Extracted data entries

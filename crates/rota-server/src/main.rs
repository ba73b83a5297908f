//! rota-server binary.
//!
//! Reads `config.toml` (or the path specified with `--config`), opens an
//! in-process SQLite faculty directory, and serves the JSON API over HTTP.
//!
//! # Checking the department table
//!
//! To see how a department name resolves under the configured alias table:
//!
//! ```
//! cargo run -p rota-server -- --normalize "eletronic enigneering"
//! ```

use std::{
  path::{Path, PathBuf},
  sync::Arc,
};

use anyhow::Context as _;
use clap::Parser;
use rota_core::{department::DepartmentResolver, registry::SlotRegistry};
use rota_server::{environment, load_config};
use rota_store_sqlite::SqliteDirectory;
use tokio::net::TcpListener;
use tracing::level_filters::LevelFilter;
use tracing_subscriber::EnvFilter;

#[derive(Parser)]
#[command(author, version, about = "Rota course coordinator registry")]
struct Cli {
  /// Path to the TOML configuration file.
  #[arg(short, long, default_value = "config.toml")]
  config: PathBuf,

  /// Print the canonical form of a department name and exit.
  #[arg(long, value_name = "DEPARTMENT")]
  normalize: Option<String>,
}

#[tokio::main]
async fn main() -> anyhow::Result<()> {
  tracing_subscriber::fmt()
    .with_env_filter(
      EnvFilter::builder()
        .with_default_directive(LevelFilter::INFO.into())
        .from_env_lossy(),
    )
    .init();

  let cli = Cli::parse();

  let server_cfg = load_config(&cli.config, environment())
    .with_context(|| format!("failed to load config from {:?}", cli.config))?;

  let resolver = DepartmentResolver::new(server_cfg.departments.clone());

  // Helper mode: resolve a department name and exit.
  if let Some(raw) = cli.normalize {
    println!("{}", resolver.normalize(&raw));
    return Ok(());
  }

  let store_path = expand_tilde(&server_cfg.store_path);

  let store = SqliteDirectory::open(&store_path)
    .await
    .with_context(|| format!("failed to open store at {store_path:?}"))?;

  let registry = Arc::new(SlotRegistry::new(
    Arc::new(store),
    Arc::new(resolver),
    server_cfg.registry.clone(),
  ));

  let app = rota_server::app(registry);
  let address = format!("{}:{}", server_cfg.host, server_cfg.port);

  tracing::info!("Listening on http://{address}");
  let listener = TcpListener::bind(&address)
    .await
    .with_context(|| format!("failed to bind {address}"))?;

  axum::serve(listener, app).await.context("server error")?;

  Ok(())
}

/// Expand a leading `~` to the user's home directory.
fn expand_tilde(path: &Path) -> PathBuf {
  let s = path.to_string_lossy();
  if let Some(rest) = s.strip_prefix("~/")
    && let Ok(home) = std::env::var("HOME")
  {
    return PathBuf::from(home).join(rest);
  }
  path.to_path_buf()
}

**Problem description**
Find every line of the records holding "LevelFilter". Answer with the count alone.

**Answer space**
2